Over the last 16 years, Illinois' outflow has resulted in a net loss of 1.22 million residents. | File photo
Over the last 16 years, Illinois' outflow has resulted in a net loss of 1.22 million residents. | File photo
A U.S. Census Bureau report released this week reveals that between July 2015 and July 2016, Illinois lost 114,144 residents -- a net loss of 37,508 when arrivals are factored in -- a record high for the state.
Over the last three years, the exodus has increased from one resident every 7.8 minutes in 2013 to the current rate of one every 4.6 minutes. Over the last 16 years, the outflow has resulted in a net loss of 1.22 million residents. At the current rate, Illinois' population will drop below Pennsylvania's next year, dropping it to the sixth most populous state in the nation.
"Imagine the entire population of Peoria, Illinois’ seventh-largest city, all picking up and moving across state lines in one year, never to work, pay taxes or create jobs in Illinois again," Illinois Policy Institute Vice President of Policy Michael Lucci said in an article on the group's website. "That’s equivalent to what happened to Illinois over the past year: New migration data from the U.S. Census Bureau shows that from July 2015 to July 2016, Illinois lost 114,000 people, on net, to other states, a record high for the Land of Lincoln."
Illinois continues to lose residents while lawmakers argue over reforms and the budget. The top reasons cited for leaving the Land of Lincoln include high taxes, the government and job or educational opportunities.

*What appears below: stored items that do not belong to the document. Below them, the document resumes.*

/// Single-step exposure servo toward the central-count target.
pub fn adapt_exposure(expdur: u32, mean_center: f64, min: u32, max: u32) -> u32 {
    if !mean_center.is_finite() || mean_center <= 0.0 {
        return max;
    }
    let next = (expdur as f64 * CENTER_TARGET / mean_center).round();
    if next <= min as f64 {
        min
    } else if next >= max as f64 {
        max
    } else {
        next as u32
    }
}

/// Focus reduce loop: extract stars from each queued frame, advance the
/// three-frame FWHM window, and drive the focuser until convergence.
fn reduce_loop(rx: Receiver<Frame>, shared: Arc<CamShared>, expected: f64, sigma_max: f64) {
    let extractor = match StarExtractor::prepare() {
        Ok(e) => e,
        Err(e) => {
            log::error!("focus reduce unavailable: {}", e);
            return;
        }
    };
    let mut window: VecDeque<f64> = VecDeque::new();
    let mut algo = FocusAlgo::new(expected, FWHM_EXPECT_ERROR);

    while let Ok(mut frame) = rx.recv() {
        if shared.focus_mode() == FocusMode::Off {
            break;
        }
        let age = Utc::now().naive_utc() - frame.date_obs;
        if age > chrono::Duration::seconds(FRAME_MAX_AGE_SECS) {
            log::warn!("[{}] was too old, reducer might be blocked", frame.file_name);
            continue;
        }
        if let Err(e) = extractor.measure(&mut frame) {
            log::warn!("{}", e);
            continue;
        }

        if frame.fwhm <= 1.0 {
            // a bad frame invalidates the oldest window entry
            window.pop_front();
            continue;
        }
        window.push_back(frame.fwhm);
        if window.len() < FOCUS_WINDOW {
            continue;
        }
        while window.len() > FOCUS_WINDOW {
            window.pop_front();
        }

        let mean = window.iter().sum::<f64>() / FOCUS_WINDOW as f64;
        let var = window
            .iter()
            .map(|v| (v - mean) * (v - mean))
            .sum::<f64>()
            / (FOCUS_WINDOW - 1) as f64;
        let sigma = if var > 0.0 { var.sqrt() } else { 0.0 };
        log::info!(
            "{} : FWHM = {:.1}, sigma = {:.2}",
            if sigma <= sigma_max { "--->>> GOOD <<<---" } else { "!!! BAD !!!" },
            mean,
            sigma
        );

        if sigma > sigma_max || (mean - expected) <= FWHM_EXPECT_ERROR {
            continue;
        }
        let (mode, reply) = {
            let session = shared.focus.lock();
            (session.mode, session.reply.clone())
        };
        if mode != FocusMode::Auto {
            continue;
        }
        let Some(endpoint) = reply else { continue };

        match algo.push(mean) {
            FocusStep::Move(step) => {
                let msg = FocusMessage::Move { step };
                if let Err(e) = endpoint.reply(&msg.encode()) {
                    log::warn!("focus move send failed: {}", e);
                } else {
                    log::info!("AutoFocus[Move]: {}", step);
                }
            }
            FocusStep::Converged => {
                let msg = FocusMessage::End {
                    success: true,
                    fwhm_centi: (mean * 100.0).round() as u16,
                };
                if let Err(e) = endpoint.reply(&msg.encode()) {
                    log::warn!("focus end send failed: {}", e);
                }
                log::info!("AutoFocus stopped, the last FWHM is {:4.1}", mean);
                shared.focus.lock().mode = FocusMode::Off;
                break;
            }
        }
    }
}
//! All-sky cloud-cover map, as produced by the external reducer.

use super::ChannelState;

/// One cell of the all-sky map.
#[derive(Debug, Clone, Copy, PartialEq)]
pub struct CloudZone {
    /// Zone centre azimuth, degrees
    pub azimuth: f64,
    /// Zone centre elevation, degrees
    pub elevation: f64,
    /// Cloud level 0..=9, 0 = clear
    pub level: i16,
}

/// Parsed cloud-cover map.
#[derive(Debug, Clone)]
pub struct CloudMap {
    /// UTC timestamp from the exchange file, extended ISO format
    pub utc: String,
    pub state: ChannelState,
    /// State integer reported by the reducer itself
    pub reducer_state: i32,
    /// Reducer identity string from the file header
    pub id: String,
    /// Site triple from the file header, when present
    pub site: Option<(f64, f64, f64)>,
    /// Azimuth step between zone centres, degrees
    pub az_step: f64,
    /// Elevation step between zone centres, degrees
    pub el_step: f64,
    /// Zones ordered by descending elevation, then ascending azimuth
    pub zones: Vec<CloudZone>,
}

impl CloudMap {
    pub fn empty() -> Self {
        Self {
            utc: String::new(),
            state: ChannelState::NoData,
            reducer_state: 0,
            id: String::new(),
            site: None,
            az_step: 0.0,
            el_step: 0.0,
            zones: Vec::new(),
        }
    }

    /// Restore the publication order: descending elevation, ascending azimuth.
    pub fn sort_zones(&mut self) {
        self.zones.sort_by(|a, b| {
            b.elevation
                .partial_cmp(&a.elevation)
                .unwrap_or(std::cmp::Ordering::Equal)
                .then(
                    a.azimuth
                        .partial_cmp(&b.azimuth)
                        .unwrap_or(std::cmp::Ordering::Equal),
                )
        });
    }

    /// Whole-sky cloud cover in 0.1 % units: the share of zones at level 7
    /// or above, rounded.
    pub fn cover_per_mille(&self) -> u16 {
        if self.zones.is_empty() {
            return 0;
        }
        let covered = self.zones.iter().filter(|z| z.level >= 7).count() as u64;
        let total = self.zones.len() as u64;
        ((covered * 1000 + total / 2) / total) as u16
    }
}

#[cfg(test)]
mod tests {
    use super::*;

    fn zone(az: f64, el: f64, level: i16) -> CloudZone {
        CloudZone {
            azimuth: az,
            elevation: el,
            level,
        }
    }

    #[test]
    fn zones_sort_desc_el_asc_az() {
        let mut map = CloudMap::empty();
        map.zones = vec![
            zone(90.0, 30.0, 0),
            zone(0.0, 60.0, 1),
            zone(45.0, 30.0, 2),
            zone(180.0, 60.0, 3),
        ];
        map.sort_zones();
        let order: Vec<(f64, f64)> = map.zones.iter().map(|z| (z.elevation, z.azimuth)).collect();
        assert_eq!(
            order,
            vec![(60.0, 0.0), (60.0, 180.0), (30.0, 45.0), (30.0, 90.0)]
        );
    }

    #[test]
    fn cover_counts_level_seven_and_up() {
        let mut map = CloudMap::empty();
        for i in 0..8 {
            map.zones.push(zone(i as f64, 45.0, i as i16));
        }
        // levels 0..=7, one zone at >= 7 out of 8
        assert_eq!(map.cover_per_mille(), 125);
    }

    #[test]
    fn cover_rounds_to_nearest() {
        let mut map = CloudMap::empty();
        map.zones = vec![zone(0.0, 1.0, 9), zone(1.0, 1.0, 0), zone(2.0, 1.0, 0)];
        // 1/3 => 333.3…, rounds to 333
        assert_eq!(map.cover_per_mille(), 333);
        map.zones.push(zone(3.0, 1.0, 9));
        map.zones.push(zone(4.0, 1.0, 9));
        // 3/5 => 600
        assert_eq!(map.cover_per_mille(), 600);
    }

    #[test]
    fn cover_of_empty_map_is_zero() {
        assert_eq!(CloudMap::empty().cover_per_mille(), 0);
    }
}
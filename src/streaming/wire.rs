//! Fused-telemetry wire format.
//!
//! One little-endian datagram per cadence tick: a fixed header, a fixed
//! prefix carrying the weather / sky-brightness / cloud channel snapshots,
//! and a per-zone suffix. When the zone list overflows one UDP MTU it is
//! sharded into packets of at most [`ZONES_PER_PACKET`] zones, each
//! repeating the prefix with its own (zone_count, pack_no).
//!
//! Dates travel as days since 2000-01-01 (that day == 1); times as 0.1 ms
//! units since local midnight. A dead channel carries its state byte plus
//! numeric fields pinned to their type's MAX.

use crate::error::{Error, Result};
use chrono::{Duration as ChronoDuration, NaiveDate, NaiveDateTime, Timelike, Utc};

pub const PROTOCOL_VERSION: u16 = 0x8080;
pub const BLOCK_ID: u32 = 0x5000_0001;
/// Zone suffix cap per datagram.
pub const ZONES_PER_PACKET: usize = 72;

/// Header length on the wire.
pub const HEAD_LEN: usize = 16;
/// Fixed prefix length following the header.
pub const PREFIX_LEN: usize = 65;
/// Per-zone suffix entry length.
pub const ZONE_LEN: usize = 10;

/// One complete telemetry composition; `encode_packets` turns it into wire
/// datagrams.
#[derive(Debug, Clone)]
pub struct TelemetryFrame {
    pub sid: u32,
    /// Frame timestamp, local date/time of composition
    pub date: i32,
    pub time: i32,
    pub wea_state: u8,
    pub wea_date: i32,
    pub wea_time: i32,
    /// 0.1 degC, two's complement
    pub temp: i16,
    /// 0.1 %
    pub humidity: u16,
    /// 0.1 hPa
    pub airpres: u16,
    /// 0.1 m/s
    pub windspd: u16,
    /// 0.1 deg, north == 0
    pub winddir: u16,
    pub rainfall: u16,
    /// 0.1 % of zones at level >= 7
    pub cloud_percent: u16,
    pub sqm_state: u8,
    pub sqm_date: i32,
    pub sqm_time: i32,
    /// 0.01 mag/arcsec^2, two's complement
    pub sqm_bkmag: i16,
    pub cloud_state: u8,
    pub cloud_date: i32,
    pub cloud_time: i32,
    /// 0.1 deg
    pub azi_step: u32,
    /// 0.1 deg
    pub alt_step: u32,
    /// (azi 0.1 deg, alt 0.1 deg, level)
    pub zones: Vec<(i32, i32, i16)>,
}

impl TelemetryFrame {
    /// All channels dead, all numerics at their sentinel.
    pub fn sentinel(sid: u32, date: i32, time: i32) -> Self {
        Self {
            sid,
            date,
            time,
            wea_state: u8::MAX,
            wea_date: i32::MAX,
            wea_time: i32::MAX,
            temp: i16::MAX,
            humidity: u16::MAX,
            airpres: u16::MAX,
            windspd: u16::MAX,
            winddir: u16::MAX,
            rainfall: u16::MAX,
            cloud_percent: u16::MAX,
            sqm_state: u8::MAX,
            sqm_date: i32::MAX,
            sqm_time: i32::MAX,
            sqm_bkmag: i16::MAX,
            cloud_state: u8::MAX,
            cloud_date: i32::MAX,
            cloud_time: i32::MAX,
            azi_step: u32::MAX,
            alt_step: u32::MAX,
            zones: Vec::new(),
        }
    }

    /// Encode into one datagram per zone shard. `pno` is the running packet
    /// number, incremented once per datagram produced.
    pub fn encode_packets(&self, pno: &mut u32) -> Vec<Vec<u8>> {
        if self.cloud_state != 0 || self.zones.is_empty() {
            // no zone suffix: a single packet with an empty trailer
            return vec![self.encode_one(pno, 0, 1, &[])];
        }
        let pack_count = self.zones.len().div_ceil(ZONES_PER_PACKET) as u16;
        self.zones
            .chunks(ZONES_PER_PACKET)
            .enumerate()
            .map(|(i, chunk)| self.encode_one(pno, pack_count, i as u16 + 1, chunk))
            .collect()
    }

    fn encode_one(
        &self,
        pno: &mut u32,
        pack_count: u16,
        pack_no: u16,
        zones: &[(i32, i32, i16)],
    ) -> Vec<u8> {
        let len = (PREFIX_LEN + zones.len() * ZONE_LEN) as u16;
        let mut buf = Vec::with_capacity(HEAD_LEN + len as usize);

        *pno += 1;
        // header
        buf.extend_from_slice(&PROTOCOL_VERSION.to_le_bytes());
        buf.extend_from_slice(&self.sid.to_le_bytes());
        buf.extend_from_slice(&BLOCK_ID.to_le_bytes());
        buf.extend_from_slice(&pno.to_le_bytes());
        buf.extend_from_slice(&len.to_le_bytes());
        // prefix
        buf.extend_from_slice(&self.date.to_le_bytes());
        buf.extend_from_slice(&self.time.to_le_bytes());
        buf.push(self.wea_state);
        buf.extend_from_slice(&self.wea_date.to_le_bytes());
        buf.extend_from_slice(&self.wea_time.to_le_bytes());
        buf.extend_from_slice(&self.temp.to_le_bytes());
        buf.extend_from_slice(&self.humidity.to_le_bytes());
        buf.extend_from_slice(&self.airpres.to_le_bytes());
        buf.extend_from_slice(&self.windspd.to_le_bytes());
        buf.extend_from_slice(&self.winddir.to_le_bytes());
        buf.extend_from_slice(&self.rainfall.to_le_bytes());
        buf.extend_from_slice(&self.cloud_percent.to_le_bytes());
        buf.push(self.sqm_state);
        buf.extend_from_slice(&self.sqm_date.to_le_bytes());
        buf.extend_from_slice(&self.sqm_time.to_le_bytes());
        buf.extend_from_slice(&self.sqm_bkmag.to_le_bytes());
        buf.push(self.cloud_state);
        buf.extend_from_slice(&self.cloud_date.to_le_bytes());
        buf.extend_from_slice(&self.cloud_time.to_le_bytes());
        buf.extend_from_slice(&(zones.len() as u16).to_le_bytes());
        buf.extend_from_slice(&self.azi_step.to_le_bytes());
        buf.extend_from_slice(&self.alt_step.to_le_bytes());
        buf.extend_from_slice(&pack_count.to_le_bytes());
        buf.extend_from_slice(&pack_no.to_le_bytes());
        // zone suffix
        for &(azi, alt, level) in zones {
            buf.extend_from_slice(&azi.to_le_bytes());
            buf.extend_from_slice(&alt.to_le_bytes());
            buf.extend_from_slice(&level.to_le_bytes());
        }
        buf
    }
}

/// Decoded view of one datagram, for consumers and tests.
#[derive(Debug, Clone, PartialEq)]
pub struct DecodedPacket {
    pub ver: u16,
    pub sid: u32,
    pub bid: u32,
    pub pno: u32,
    pub len: u16,
    pub date: i32,
    pub time: i32,
    pub wea_state: u8,
    pub temp: i16,
    pub humidity: u16,
    pub airpres: u16,
    pub windspd: u16,
    pub winddir: u16,
    pub rainfall: u16,
    pub cloud_percent: u16,
    pub sqm_state: u8,
    pub sqm_bkmag: i16,
    pub cloud_state: u8,
    pub zone_count: u16,
    pub azi_step: u32,
    pub alt_step: u32,
    pub pack_count: u16,
    pub pack_no: u16,
    pub zones: Vec<(i32, i32, i16)>,
}

pub fn decode_packet(bytes: &[u8]) -> Result<DecodedPacket> {
    if bytes.len() < HEAD_LEN + PREFIX_LEN {
        return Err(Error::Protocol("telemetry packet too short".to_string()));
    }
    let u16_at = |o: usize| u16::from_le_bytes([bytes[o], bytes[o + 1]]);
    let i16_at = |o: usize| i16::from_le_bytes([bytes[o], bytes[o + 1]]);
    let u32_at = |o: usize| u32::from_le_bytes([bytes[o], bytes[o + 1], bytes[o + 2], bytes[o + 3]]);
    let i32_at = |o: usize| i32::from_le_bytes([bytes[o], bytes[o + 1], bytes[o + 2], bytes[o + 3]]);

    let zone_count = u16_at(67);
    let mut zones = Vec::with_capacity(zone_count as usize);
    let mut off = HEAD_LEN + PREFIX_LEN;
    for _ in 0..zone_count {
        if off + ZONE_LEN > bytes.len() {
            return Err(Error::Protocol("truncated zone suffix".to_string()));
        }
        zones.push((i32_at(off), i32_at(off + 4), i16_at(off + 8)));
        off += ZONE_LEN;
    }

    Ok(DecodedPacket {
        ver: u16_at(0),
        sid: u32_at(2),
        bid: u32_at(6),
        pno: u32_at(10),
        len: u16_at(14),
        date: i32_at(16),
        time: i32_at(20),
        wea_state: bytes[24],
        temp: i16_at(33),
        humidity: u16_at(35),
        airpres: u16_at(37),
        windspd: u16_at(39),
        winddir: u16_at(41),
        rainfall: u16_at(43),
        cloud_percent: u16_at(45),
        sqm_state: bytes[47],
        sqm_bkmag: i16_at(56),
        cloud_state: bytes[58],
        zone_count,
        azi_step: u32_at(69),
        alt_step: u32_at(73),
        pack_count: u16_at(77),
        pack_no: u16_at(79),
        zones,
    })
}

/// Days since 2000-01-01, with that day counting as 1.
pub fn days_since_2000(date: NaiveDate) -> i32 {
    let epoch = NaiveDate::from_ymd_opt(2000, 1, 1).unwrap();
    (date - epoch).num_days() as i32 + 1
}

/// 0.1 ms units since midnight.
pub fn tenth_ms_since_midnight(t: NaiveDateTime) -> i32 {
    (t.num_seconds_from_midnight() as i64 * 10_000 + (t.nanosecond() as i64) / 100_000) as i32
}

/// Local (date, time) wire pair for a UTC instant at the given timezone
/// offset in hours.
pub fn local_date_time(utc: NaiveDateTime, timezone_hours: i32) -> (i32, i32) {
    let local = utc + ChronoDuration::hours(timezone_hours as i64);
    (
        days_since_2000(local.date()),
        tenth_ms_since_midnight(local),
    )
}

/// Local wire pair for "now".
pub fn now_local(timezone_hours: i32) -> (i32, i32) {
    local_date_time(Utc::now().naive_utc(), timezone_hours)
}

/// Parse a sample's extended-ISO UTC string into the local wire pair.
pub fn utc_str_to_local(utc: &str, timezone_hours: i32) -> Option<(i32, i32)> {
    let parsed = NaiveDateTime::parse_from_str(utc, "%Y-%m-%dT%H:%M:%S%.f")
        .or_else(|_| NaiveDateTime::parse_from_str(utc, "%Y-%m-%dT%H:%M:%S"))
        .ok()?;
    Some(local_date_time(parsed, timezone_hours))
}

#[cfg(test)]
mod tests {
    use super::*;

    #[test]
    fn epoch_day_is_one() {
        assert_eq!(
            days_since_2000(NaiveDate::from_ymd_opt(2000, 1, 1).unwrap()),
            1
        );
        assert_eq!(
            days_since_2000(NaiveDate::from_ymd_opt(2000, 1, 2).unwrap()),
            2
        );
    }

    #[test]
    fn midnight_units() {
        let t = NaiveDate::from_ymd_opt(2026, 8, 2)
            .unwrap()
            .and_hms_milli_opt(1, 2, 3, 400)
            .unwrap();
        // 1h2m3.4s = 3723.4 s = 37_234_000 x 0.1ms
        assert_eq!(tenth_ms_since_midnight(t), 37_234_000);
    }

    #[test]
    fn timezone_shift_crosses_midnight() {
        let utc = NaiveDate::from_ymd_opt(2026, 8, 2)
            .unwrap()
            .and_hms_opt(22, 0, 0)
            .unwrap();
        let (d_utc, _) = local_date_time(utc, 0);
        let (d_bj, t_bj) = local_date_time(utc, 8);
        assert_eq!(d_bj, d_utc + 1);
        assert_eq!(t_bj, 6 * 3600 * 10_000);
    }

    #[test]
    fn sentinel_frame_is_single_packet() {
        let frame = TelemetryFrame::sentinel(0x5000_1001, 100, 0);
        let mut pno = 0;
        let packets = frame.encode_packets(&mut pno);
        assert_eq!(packets.len(), 1);
        assert_eq!(pno, 1);

        let decoded = decode_packet(&packets[0]).unwrap();
        assert_eq!(decoded.ver, PROTOCOL_VERSION);
        assert_eq!(decoded.bid, BLOCK_ID);
        assert_eq!(decoded.pno, 1);
        assert_eq!(decoded.len as usize, PREFIX_LEN);
        assert_eq!(decoded.wea_state, u8::MAX);
        assert_eq!(decoded.temp, i16::MAX);
        assert_eq!(decoded.humidity, u16::MAX);
        assert_eq!(decoded.sqm_bkmag, i16::MAX);
        assert_eq!(decoded.zone_count, 0);
        assert_eq!(decoded.pack_no, 1);
        assert_eq!(packets[0].len(), HEAD_LEN + PREFIX_LEN);
    }

    #[test]
    fn sharding_216_zones_into_three_packets() {
        let mut frame = TelemetryFrame::sentinel(1, 100, 0);
        frame.cloud_state = 0;
        frame.zones = (0..216).map(|i| (i * 10, 450, (i % 10) as i16)).collect();

        let mut pno = 0;
        let packets = frame.encode_packets(&mut pno);
        assert_eq!(packets.len(), 3);
        assert_eq!(pno, 3);

        for (i, packet) in packets.iter().enumerate() {
            let d = decode_packet(packet).unwrap();
            assert_eq!(d.pack_count, 3);
            assert_eq!(d.pack_no, i as u16 + 1);
            assert_eq!(d.zone_count, 72);
            assert_eq!(d.len as usize, PREFIX_LEN + 72 * ZONE_LEN);
            assert_eq!(packet.len(), HEAD_LEN + PREFIX_LEN + 72 * ZONE_LEN);
        }
        // zone payloads concatenate back to the original list
        let all: Vec<_> = packets
            .iter()
            .flat_map(|p| decode_packet(p).unwrap().zones)
            .collect();
        assert_eq!(all.len(), 216);
        assert_eq!(all[0], (0, 450, 0));
        assert_eq!(all[215], (2150, 450, 5));
    }

    #[test]
    fn uneven_sharding_has_short_last_packet() {
        let mut frame = TelemetryFrame::sentinel(1, 100, 0);
        frame.cloud_state = 0;
        frame.zones = (0..100).map(|i| (i, i, 0i16)).collect();

        let mut pno = 10;
        let packets = frame.encode_packets(&mut pno);
        assert_eq!(packets.len(), 2);
        let last = decode_packet(&packets[1]).unwrap();
        assert_eq!(last.zone_count, 28);
        assert_eq!(last.pack_no, 2);
        assert_eq!(last.pno, 12);
    }

    #[test]
    fn dead_cloud_channel_suppresses_zones() {
        let mut frame = TelemetryFrame::sentinel(1, 100, 0);
        frame.cloud_state = 2;
        frame.zones = (0..50).map(|i| (i, i, 1i16)).collect();
        let mut pno = 0;
        let packets = frame.encode_packets(&mut pno);
        assert_eq!(packets.len(), 1);
        assert_eq!(decode_packet(&packets[0]).unwrap().zone_count, 0);
    }
}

Illinois has among the highest property taxes in the nation, second only to New Jersey. Combined with the 3.75 percent income tax on net income and other local taxes, the state's taxpayers carry a heavy burden.
The IRS migration data shows that the workers who left the state the fastest between 2011 and 2014 were under age 35. The next fastest group was between the ages of 35 and 44, then 45 to 54.
Businesses also pay high income taxes, at a rate of 5.25 percent of net income. In addition to the business income tax, businesses are hit with heavy regulations and fees compared with other states in the nation. Illinois ranked 48th out of 50 states in Chief Executive magazine in 2015. Only New York and California were ranked lower. Factors cited in the rating included taxation and regulations, workforce quality and living environment.
The cost of workers' compensation insurance is one factor in businesses moving across state lines to more business-friendly states. Manufacturing and other "high risk" businesses pay double and triple the premiums for workers' compensation insurance due to Illinois' current regulations. If a business is found to be at fault in a worker's injury, or having aggravated an existing injury, its insurance pays out for the injured worker.
"Illinois’ out-of-balance workers’ compensation laws contribute to the Land of Lincoln’s loss of industrial investment and blue-collar job opportunities," Lucci wrote in an article published on the website Reboot Illinois in November."Illinois manufacturing firms often cite workers’ compensation as a primary reason for the loss of rewarding industrial job opportunities in Illinois."
The Illinois Department of Employment Security (IDES) said the state lost 2,800 trade, transportation and utilities jobs; 2,300 construction jobs; and 700 manufacturing jobs in November. The modest gain in jobs was due to increases in white-collar occupations. The loss of blue-collar jobs is driving workers from the state.
The resistance to any reforms in the General Assembly has hampered the state's ability to slow job losses, keep existing businesses and attract new businesses. The budget stalemate, caused by a power struggle between Gov. Bruce Rauner and House Speaker Mike Madigan (D-Chicago) over reforms and a balanced budget, has kept the state in a downward spiral of increasing costs, unpaid bills and rising taxes.
The economic uncertainty is expected to continue pushing businesses and families out of Illinois, as legislators continue to clash over whether to implement reasonable reforms to encourage job growth and a balanced budget.